When did Millennials get Boomer Brain anyway? If you took Boomers at their word thirty years ago, nobody under the age of 70 would know how to fix a car today .

Now these "Young people don't understand technology" memes are spreading like a nasty STD. Just endless posts of the most heinous ignorant horseshit.

Meanwhile, I've got kids flying homemade drones down at the park. I've got to fight through gaggles of teenagers on the way to robotics competitions and hack a thons when I'm downtown for lunch. My local Microprose is stuffed full of people under 30. All the active Linux geeks are practically in diapers, while millennials cling to Microsoft and fucking Apple.

But nobody is using the shitty VR that Zuckerberg is shilling, so Zoomers can't code? FFS, it's GenX that's forcing AI down all our throats.

Don't give me that "young people can't use computers" shit.

[-] [email protected] 34 points 6 days ago* (last edited 6 days ago)

I work with college students all day.
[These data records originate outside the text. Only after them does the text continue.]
//! The declared route table for the API.
//!
//! # Responsibilities
//! - Enumerate every endpoint of the v1 API as plain route records
//! - Mount the token-auth sub-router under `/api/v1/users`
//!
//! # Design Decisions
//! - Fully static declarations, no macro-generated CRUD expansion; what you
//!   read here is the exact HTTP surface
//! - The auth sub-router keeps its own table so its endpoints stay grouped
//!   and the `/api/v1/users` prefix is reserved for it
//! - `POST /api/v1/images` is declared twice on purpose; the first-declared
//!   target (`posts#upload_images`) wins the tie

use axum::http::Method;

use super::route::Route;
use super::router::Dispatcher;

/// Build the dispatcher for the full v1 API surface.
pub fn api_v1() -> Dispatcher {
    Dispatcher::new(routes()).mount("/api/v1/users", auth_routes())
}

/// Primary route table.
pub fn routes() -> Vec<Route> {
    const GET: Method = Method::GET;
    const POST: Method = Method::POST;
    const PATCH: Method = Method::PATCH;
    const DELETE: Method = Method::DELETE;

    vec![
        // Tweets, with nested comments / retweets / favorites / bookmarks.
        Route::new(GET, "/api/v1/tweets", ("posts", "index")),
        Route::new(POST, "/api/v1/tweets", ("posts", "create")),
        Route::new(GET, "/api/v1/tweets/:id", ("posts", "show")),
        Route::new(DELETE, "/api/v1/tweets/:id", ("posts", "destroy")),
        Route::new(GET, "/api/v1/tweets/:tweet_id/comments", ("comments", "index")),
        Route::new(POST, "/api/v1/tweets/:tweet_id/retweets", ("reposts", "create")),
        Route::new(DELETE, "/api/v1/tweets/:tweet_id/retweets", ("reposts", "destroy")),
        Route::new(POST, "/api/v1/tweets/:tweet_id/favorites", ("favorites", "create")),
        Route::new(DELETE, "/api/v1/tweets/:tweet_id/favorites", ("favorites", "destroy")),
        Route::new(POST, "/api/v1/tweets/:tweet_id/bookmarks", ("bookmarks", "create")),
        Route::new(DELETE, "/api/v1/tweets/:tweet_id/bookmarks", ("bookmarks", "destroy")),
        // Comments.
        Route::new(POST, "/api/v1/comments", ("comments", "create")),
        Route::new(DELETE, "/api/v1/comments/:id", ("comments", "destroy")),
        Route::new(POST, "/api/v1/comments/:id/upload_images", ("comments", "upload_images")),
        // Image upload collection; both targets declared, first wins.
        Route::new(POST, "/api/v1/images", ("posts", "upload_images")),
        Route::new(POST, "/api/v1/images", ("comments", "upload_images")),
        // Profile and users.
        Route::new(PATCH, "/api/v1/profile", ("users", "update_profile")),
        Route::new(GET, "/api/v1/users", ("users", "index")),
        Route::new(GET, "/api/v1/users/:id", ("users", "show")),
        Route::new(POST, "/api/v1/users/:id/follow", ("follows", "create")),
        Route::new(DELETE, "/api/v1/users/:id/unfollow", ("follows", "destroy")),
        // Notifications and bookmarks.
        Route::new(GET, "/api/v1/notifications", ("notifications", "index")),
        Route::new(GET, "/api/v1/bookmarks", ("bookmarks", "index")),
        // Session listing (devices signed in).
        Route::new(GET, "/api/v1/auth/sessions", ("auth/sessions", "index")),
        // Chat rooms and messages.
        Route::new(GET, "/api/v1/rooms", ("rooms", "index")),
        Route::new(POST, "/api/v1/rooms", ("rooms", "create")),
        Route::new(GET, "/api/v1/rooms/:id", ("rooms", "show")),
        Route::new(GET, "/api/v1/rooms/:room_id/messages", ("messages", "index")),
        Route::new(POST, "/api/v1/rooms/:room_id/messages", ("messages", "create")),
        // Health check, no authentication.
        Route::public(GET, "/health", ("health", "index")),
    ]
}

/// Token-auth sub-router, mounted at `/api/v1/users`.
///
/// Registration lives on the mount root; everything else is a static
/// sub-path. All of these are reachable without an existing session except
/// the account update/delete and sign-out endpoints.
pub fn auth_routes() -> Vec<Route> {
    const GET: Method = Method::GET;
    const POST: Method = Method::POST;
    const PUT: Method = Method::PUT;
    const DELETE: Method = Method::DELETE;

    vec![
        Route::public(POST, "/", ("auth/registrations", "create")),
        Route::new(PUT, "/", ("auth/registrations", "update")),
        Route::new(DELETE, "/", ("auth/registrations", "destroy")),
        Route::public(POST, "/sign_in", ("auth/sessions", "create")),
        Route::new(DELETE, "/sign_out", ("auth/sessions", "destroy")),
        Route::public(GET, "/validate_token", ("auth/token_validations", "validate_token")),
        Route::public(GET, "/confirmation", ("auth/confirmations", "show")),
        Route::public(POST, "/confirmation", ("auth/confirmations", "create")),
        Route::public(POST, "/password", ("auth/passwords", "create")),
        Route::new(PUT, "/password", ("auth/passwords", "update")),
        Route::public(GET, "/password/edit", ("auth/passwords", "edit")),
    ]
}

#[cfg(test)]
mod tests {
    use super::*;
    use crate::routing::route::AuthPolicy;

    #[test]
    fn every_declared_route_resolves_to_its_handler() {
        let dispatcher = api_v1();
        let cases = [
            (Method::GET, "/api/v1/tweets", "posts#index"),
            (Method::POST, "/api/v1/tweets", "posts#create"),
            (Method::GET, "/api/v1/tweets/5", "posts#show"),
            (Method::DELETE, "/api/v1/tweets/5", "posts#destroy"),
            (Method::GET, "/api/v1/tweets/5/comments", "comments#index"),
            (Method::POST, "/api/v1/tweets/5/retweets", "reposts#create"),
            (Method::DELETE, "/api/v1/tweets/5/retweets", "reposts#destroy"),
            (Method::POST, "/api/v1/tweets/5/favorites", "favorites#create"),
            (Method::DELETE, "/api/v1/tweets/5/favorites", "favorites#destroy"),
            (Method::POST, "/api/v1/tweets/5/bookmarks", "bookmarks#create"),
            (Method::DELETE, "/api/v1/tweets/5/bookmarks", "bookmarks#destroy"),
            (Method::POST, "/api/v1/comments", "comments#create"),
            (Method::DELETE, "/api/v1/comments/9", "comments#destroy"),
            (Method::POST, "/api/v1/comments/9/upload_images", "comments#upload_images"),
            (Method::POST, "/api/v1/images", "posts#upload_images"),
            (Method::PATCH, "/api/v1/profile", "users#update_profile"),
            (Method::GET, "/api/v1/users", "users#index"),
            (Method::GET, "/api/v1/users/3", "users#show"),
            (Method::POST, "/api/v1/users/3/follow", "follows#create"),
            (Method::DELETE, "/api/v1/users/3/unfollow", "follows#destroy"),
            (Method::GET, "/api/v1/notifications", "notifications#index"),
            (Method::GET, "/api/v1/bookmarks", "bookmarks#index"),
            (Method::GET, "/api/v1/auth/sessions", "auth/sessions#index"),
            (Method::GET, "/api/v1/rooms", "rooms#index"),
            (Method::POST, "/api/v1/rooms", "rooms#create"),
            (Method::GET, "/api/v1/rooms/2", "rooms#show"),
            (Method::GET, "/api/v1/rooms/2/messages", "messages#index"),
            (Method::POST, "/api/v1/rooms/2/messages", "messages#create"),
            (Method::GET, "/health", "health#index"),
        ];

        for (method, path, handler) in cases {
            let found = dispatcher
                .resolve(&method, path)
                .unwrap_or_else(|e| panic!("{method} {path} failed to resolve: {e}"));
            assert_eq!(found.handler.to_string(), handler, "{method} {path}");
        }
    }

    #[test]
    fn auth_endpoints_resolve_inside_the_mount() {
        let dispatcher = api_v1();
        let cases = [
            (Method::POST, "/api/v1/users", "auth/registrations#create"),
            (Method::PUT, "/api/v1/users", "auth/registrations#update"),
            (Method::DELETE, "/api/v1/users", "auth/registrations#destroy"),
            (Method::POST, "/api/v1/users/sign_in", "auth/sessions#create"),
            (Method::DELETE, "/api/v1/users/sign_out", "auth/sessions#destroy"),
            (Method::GET, "/api/v1/users/validate_token", "auth/token_validations#validate_token"),
            (Method::GET, "/api/v1/users/confirmation", "auth/confirmations#show"),
            (Method::POST, "/api/v1/users/confirmation", "auth/confirmations#create"),
            (Method::POST, "/api/v1/users/password", "auth/passwords#create"),
            (Method::PUT, "/api/v1/users/password", "auth/passwords#update"),
            (Method::GET, "/api/v1/users/password/edit", "auth/passwords#edit"),
        ];

        for (method, path, handler) in cases {
            let found = dispatcher
                .resolve(&method, path)
                .unwrap_or_else(|e| panic!("{method} {path} failed to resolve: {e}"));
            assert_eq!(found.handler.to_string(), handler, "{method} {path}");
        }
    }

    #[test]
    fn health_and_sign_in_are_public() {
        let dispatcher = api_v1();
        let health = dispatcher.resolve(&Method::GET, "/health").unwrap();
        assert_eq!(health.auth, AuthPolicy::Public);

        let sign_in = dispatcher
            .resolve(&Method::POST, "/api/v1/users/sign_in")
            .unwrap();
        assert_eq!(sign_in.auth, AuthPolicy::Public);

        let timeline = dispatcher.resolve(&Method::GET, "/api/v1/tweets").unwrap();
        assert_eq!(timeline.auth, AuthPolicy::Required);
    }
}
They are computer illiterate. It’s like working with the old. Generalizations are sometimes kinda true.

[-] [email protected] 20 points 6 days ago

Cool, I ALSO work with college age kids all day and they navigate/troubleshoot our software fine.

I guess our two completely useless anecdotes will now cancel out into irrelevance.

[-] [email protected] 9 points 4 days ago

Navigating software is a hell of a lot different from troubleshooting, as OP/ The image was saying.

No rat in this race just pointing it out. (But everyone i know who's my age couldn't tell you shit about computers, why they work, how they work, and how to fix even the simplest of problems)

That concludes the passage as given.